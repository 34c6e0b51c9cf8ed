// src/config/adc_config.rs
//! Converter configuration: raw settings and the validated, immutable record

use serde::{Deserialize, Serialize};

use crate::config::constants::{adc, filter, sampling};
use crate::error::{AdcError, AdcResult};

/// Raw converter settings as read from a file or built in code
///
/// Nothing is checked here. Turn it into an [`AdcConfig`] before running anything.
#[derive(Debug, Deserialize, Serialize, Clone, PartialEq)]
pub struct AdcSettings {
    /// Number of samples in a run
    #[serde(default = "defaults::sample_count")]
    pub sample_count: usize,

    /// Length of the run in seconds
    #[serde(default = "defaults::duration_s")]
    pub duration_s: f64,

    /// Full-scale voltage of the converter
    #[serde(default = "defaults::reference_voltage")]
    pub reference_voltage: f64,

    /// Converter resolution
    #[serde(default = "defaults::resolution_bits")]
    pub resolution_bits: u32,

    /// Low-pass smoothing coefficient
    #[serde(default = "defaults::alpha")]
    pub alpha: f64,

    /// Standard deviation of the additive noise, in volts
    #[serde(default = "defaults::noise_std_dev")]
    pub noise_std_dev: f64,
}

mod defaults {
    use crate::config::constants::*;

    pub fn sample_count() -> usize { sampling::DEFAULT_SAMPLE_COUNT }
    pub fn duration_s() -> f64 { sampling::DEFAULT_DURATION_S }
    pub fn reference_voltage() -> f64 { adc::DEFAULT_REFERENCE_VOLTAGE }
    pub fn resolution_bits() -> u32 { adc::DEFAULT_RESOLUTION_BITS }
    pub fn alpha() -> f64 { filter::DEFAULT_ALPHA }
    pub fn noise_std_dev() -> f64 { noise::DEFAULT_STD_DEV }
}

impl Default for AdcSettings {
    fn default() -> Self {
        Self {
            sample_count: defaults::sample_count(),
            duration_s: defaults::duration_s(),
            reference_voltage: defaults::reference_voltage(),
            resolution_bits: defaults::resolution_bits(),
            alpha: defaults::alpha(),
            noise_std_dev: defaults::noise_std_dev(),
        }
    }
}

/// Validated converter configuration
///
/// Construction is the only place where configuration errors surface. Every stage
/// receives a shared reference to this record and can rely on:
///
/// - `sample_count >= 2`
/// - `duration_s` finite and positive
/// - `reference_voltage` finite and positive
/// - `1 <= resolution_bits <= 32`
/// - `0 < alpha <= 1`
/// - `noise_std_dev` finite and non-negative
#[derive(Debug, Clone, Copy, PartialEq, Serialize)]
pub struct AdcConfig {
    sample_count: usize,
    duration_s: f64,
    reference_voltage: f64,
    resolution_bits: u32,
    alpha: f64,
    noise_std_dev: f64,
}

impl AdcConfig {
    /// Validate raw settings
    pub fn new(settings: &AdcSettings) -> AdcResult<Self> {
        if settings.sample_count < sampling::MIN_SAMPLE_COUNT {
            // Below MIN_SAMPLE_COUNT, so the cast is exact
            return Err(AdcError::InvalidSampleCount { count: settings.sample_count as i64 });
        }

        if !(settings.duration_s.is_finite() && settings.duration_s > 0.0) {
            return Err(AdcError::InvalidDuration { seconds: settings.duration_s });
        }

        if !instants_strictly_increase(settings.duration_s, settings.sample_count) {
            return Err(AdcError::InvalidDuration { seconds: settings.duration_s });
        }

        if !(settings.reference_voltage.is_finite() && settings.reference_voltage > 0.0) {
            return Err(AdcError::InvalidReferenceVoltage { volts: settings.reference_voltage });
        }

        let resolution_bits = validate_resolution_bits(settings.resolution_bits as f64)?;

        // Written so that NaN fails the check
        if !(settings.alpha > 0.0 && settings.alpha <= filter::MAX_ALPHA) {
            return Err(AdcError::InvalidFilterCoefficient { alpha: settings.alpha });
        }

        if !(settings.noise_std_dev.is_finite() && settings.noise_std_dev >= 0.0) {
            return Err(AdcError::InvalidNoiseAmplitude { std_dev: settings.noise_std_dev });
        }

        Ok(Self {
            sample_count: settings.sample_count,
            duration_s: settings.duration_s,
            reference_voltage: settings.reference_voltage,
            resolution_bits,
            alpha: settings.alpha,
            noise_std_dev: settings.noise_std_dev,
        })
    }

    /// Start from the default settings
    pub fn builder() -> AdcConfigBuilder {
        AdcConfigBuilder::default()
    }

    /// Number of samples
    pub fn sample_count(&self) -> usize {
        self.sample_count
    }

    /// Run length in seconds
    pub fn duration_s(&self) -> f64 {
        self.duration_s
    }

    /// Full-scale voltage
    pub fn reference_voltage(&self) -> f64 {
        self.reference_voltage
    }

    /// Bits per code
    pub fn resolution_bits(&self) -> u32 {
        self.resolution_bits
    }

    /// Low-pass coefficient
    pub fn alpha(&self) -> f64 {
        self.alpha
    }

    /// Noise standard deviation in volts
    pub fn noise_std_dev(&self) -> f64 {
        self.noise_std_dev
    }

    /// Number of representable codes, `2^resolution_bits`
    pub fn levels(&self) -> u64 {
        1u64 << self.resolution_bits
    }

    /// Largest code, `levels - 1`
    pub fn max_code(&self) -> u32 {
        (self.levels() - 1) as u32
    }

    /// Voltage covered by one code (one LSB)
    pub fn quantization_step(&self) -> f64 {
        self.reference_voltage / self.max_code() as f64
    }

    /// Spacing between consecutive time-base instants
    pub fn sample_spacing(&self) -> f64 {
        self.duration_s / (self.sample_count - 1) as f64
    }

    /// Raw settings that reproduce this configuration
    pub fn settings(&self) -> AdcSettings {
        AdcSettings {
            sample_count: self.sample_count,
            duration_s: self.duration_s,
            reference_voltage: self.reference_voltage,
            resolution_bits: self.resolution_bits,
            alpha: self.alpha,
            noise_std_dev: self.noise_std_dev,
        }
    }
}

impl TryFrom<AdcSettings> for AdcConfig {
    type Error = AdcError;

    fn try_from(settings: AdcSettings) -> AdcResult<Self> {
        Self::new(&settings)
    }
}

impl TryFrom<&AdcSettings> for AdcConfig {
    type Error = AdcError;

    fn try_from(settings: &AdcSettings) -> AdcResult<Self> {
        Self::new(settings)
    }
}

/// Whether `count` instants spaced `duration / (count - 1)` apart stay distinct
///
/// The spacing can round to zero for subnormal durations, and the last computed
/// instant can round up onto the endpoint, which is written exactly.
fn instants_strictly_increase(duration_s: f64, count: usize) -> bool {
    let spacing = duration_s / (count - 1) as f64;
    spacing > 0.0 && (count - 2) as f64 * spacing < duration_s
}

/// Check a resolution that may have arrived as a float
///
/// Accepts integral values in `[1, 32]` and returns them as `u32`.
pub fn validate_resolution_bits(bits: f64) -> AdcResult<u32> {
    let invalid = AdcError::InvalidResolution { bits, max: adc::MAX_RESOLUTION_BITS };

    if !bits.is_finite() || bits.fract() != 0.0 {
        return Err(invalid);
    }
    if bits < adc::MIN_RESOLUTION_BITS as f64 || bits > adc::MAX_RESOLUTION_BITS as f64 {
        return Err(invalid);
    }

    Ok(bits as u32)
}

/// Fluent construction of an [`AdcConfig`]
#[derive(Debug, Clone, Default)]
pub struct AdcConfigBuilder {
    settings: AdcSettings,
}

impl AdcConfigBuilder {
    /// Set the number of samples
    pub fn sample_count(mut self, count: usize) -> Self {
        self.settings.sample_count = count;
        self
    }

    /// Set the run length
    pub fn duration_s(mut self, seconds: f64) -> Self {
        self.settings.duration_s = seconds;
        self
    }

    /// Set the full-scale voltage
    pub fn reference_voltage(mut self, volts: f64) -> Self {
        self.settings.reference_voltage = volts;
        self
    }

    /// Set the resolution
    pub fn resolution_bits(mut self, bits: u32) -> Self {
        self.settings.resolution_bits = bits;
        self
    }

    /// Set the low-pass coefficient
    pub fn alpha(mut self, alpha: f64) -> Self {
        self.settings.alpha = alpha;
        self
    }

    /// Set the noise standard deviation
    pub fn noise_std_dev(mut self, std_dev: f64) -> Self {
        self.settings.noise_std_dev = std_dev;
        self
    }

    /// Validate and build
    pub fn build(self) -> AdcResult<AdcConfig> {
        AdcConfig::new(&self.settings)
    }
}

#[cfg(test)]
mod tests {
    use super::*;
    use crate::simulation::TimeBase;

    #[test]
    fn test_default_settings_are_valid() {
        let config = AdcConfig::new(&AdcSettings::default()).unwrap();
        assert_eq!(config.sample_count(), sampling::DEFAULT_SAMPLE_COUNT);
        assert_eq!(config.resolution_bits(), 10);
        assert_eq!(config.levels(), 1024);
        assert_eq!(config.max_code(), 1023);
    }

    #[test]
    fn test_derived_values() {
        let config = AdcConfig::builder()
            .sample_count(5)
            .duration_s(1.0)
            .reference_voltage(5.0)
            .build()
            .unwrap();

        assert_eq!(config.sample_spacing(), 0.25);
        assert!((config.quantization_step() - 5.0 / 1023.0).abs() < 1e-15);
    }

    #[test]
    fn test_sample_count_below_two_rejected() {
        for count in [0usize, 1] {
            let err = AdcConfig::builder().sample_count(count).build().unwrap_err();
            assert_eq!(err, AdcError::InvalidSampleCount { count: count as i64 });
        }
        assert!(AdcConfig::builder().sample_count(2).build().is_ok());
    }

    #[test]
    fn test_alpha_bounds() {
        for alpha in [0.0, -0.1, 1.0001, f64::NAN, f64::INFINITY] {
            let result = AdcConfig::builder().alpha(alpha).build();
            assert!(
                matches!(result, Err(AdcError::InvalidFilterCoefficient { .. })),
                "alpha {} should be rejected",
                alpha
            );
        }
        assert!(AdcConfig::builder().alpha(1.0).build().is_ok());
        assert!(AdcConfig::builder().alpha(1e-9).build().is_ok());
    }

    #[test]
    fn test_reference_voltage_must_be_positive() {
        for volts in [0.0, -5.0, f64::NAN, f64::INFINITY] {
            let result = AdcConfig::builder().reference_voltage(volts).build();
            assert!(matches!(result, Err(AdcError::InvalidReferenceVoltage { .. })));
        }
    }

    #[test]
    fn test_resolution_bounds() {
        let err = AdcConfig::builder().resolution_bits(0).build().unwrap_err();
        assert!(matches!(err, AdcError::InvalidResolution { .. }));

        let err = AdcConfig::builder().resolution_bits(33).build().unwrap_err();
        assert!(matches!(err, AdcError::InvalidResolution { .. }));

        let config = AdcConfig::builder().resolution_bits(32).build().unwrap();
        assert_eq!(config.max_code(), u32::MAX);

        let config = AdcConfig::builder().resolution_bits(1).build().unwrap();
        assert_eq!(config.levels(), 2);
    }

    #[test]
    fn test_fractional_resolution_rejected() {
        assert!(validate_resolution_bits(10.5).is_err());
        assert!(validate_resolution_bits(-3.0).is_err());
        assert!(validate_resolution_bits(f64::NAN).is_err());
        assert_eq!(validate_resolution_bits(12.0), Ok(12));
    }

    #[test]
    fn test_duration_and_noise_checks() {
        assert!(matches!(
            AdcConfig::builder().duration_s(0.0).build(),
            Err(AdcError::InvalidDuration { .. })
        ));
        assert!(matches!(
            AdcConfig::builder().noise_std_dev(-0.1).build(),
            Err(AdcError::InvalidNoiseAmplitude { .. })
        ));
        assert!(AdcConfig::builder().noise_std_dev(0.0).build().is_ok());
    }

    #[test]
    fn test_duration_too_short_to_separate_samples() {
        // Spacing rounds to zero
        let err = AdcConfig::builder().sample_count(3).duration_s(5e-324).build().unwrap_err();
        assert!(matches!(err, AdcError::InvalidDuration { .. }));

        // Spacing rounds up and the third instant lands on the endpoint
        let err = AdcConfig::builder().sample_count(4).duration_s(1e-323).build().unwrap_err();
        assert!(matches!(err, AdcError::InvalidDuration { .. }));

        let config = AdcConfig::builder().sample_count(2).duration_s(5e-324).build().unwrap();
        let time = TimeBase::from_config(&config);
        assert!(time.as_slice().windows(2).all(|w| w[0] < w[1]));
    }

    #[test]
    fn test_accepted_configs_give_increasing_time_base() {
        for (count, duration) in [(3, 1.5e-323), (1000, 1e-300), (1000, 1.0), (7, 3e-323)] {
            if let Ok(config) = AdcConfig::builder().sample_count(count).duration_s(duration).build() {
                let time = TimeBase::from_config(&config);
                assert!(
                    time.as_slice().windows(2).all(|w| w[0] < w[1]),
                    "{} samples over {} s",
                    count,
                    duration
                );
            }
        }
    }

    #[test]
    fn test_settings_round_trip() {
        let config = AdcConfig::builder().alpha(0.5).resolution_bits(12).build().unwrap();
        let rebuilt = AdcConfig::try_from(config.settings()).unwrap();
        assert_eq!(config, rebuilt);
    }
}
==============================
> _ABOUT THIS EXERCISE_
Go line by line through the records and copy those that contain the word "endpoint".

> _EXERCISE ANSWER_
/// instant can round up onto the endpoint, which is written exactly.
        // Spacing rounds up and the third instant lands on the endpoint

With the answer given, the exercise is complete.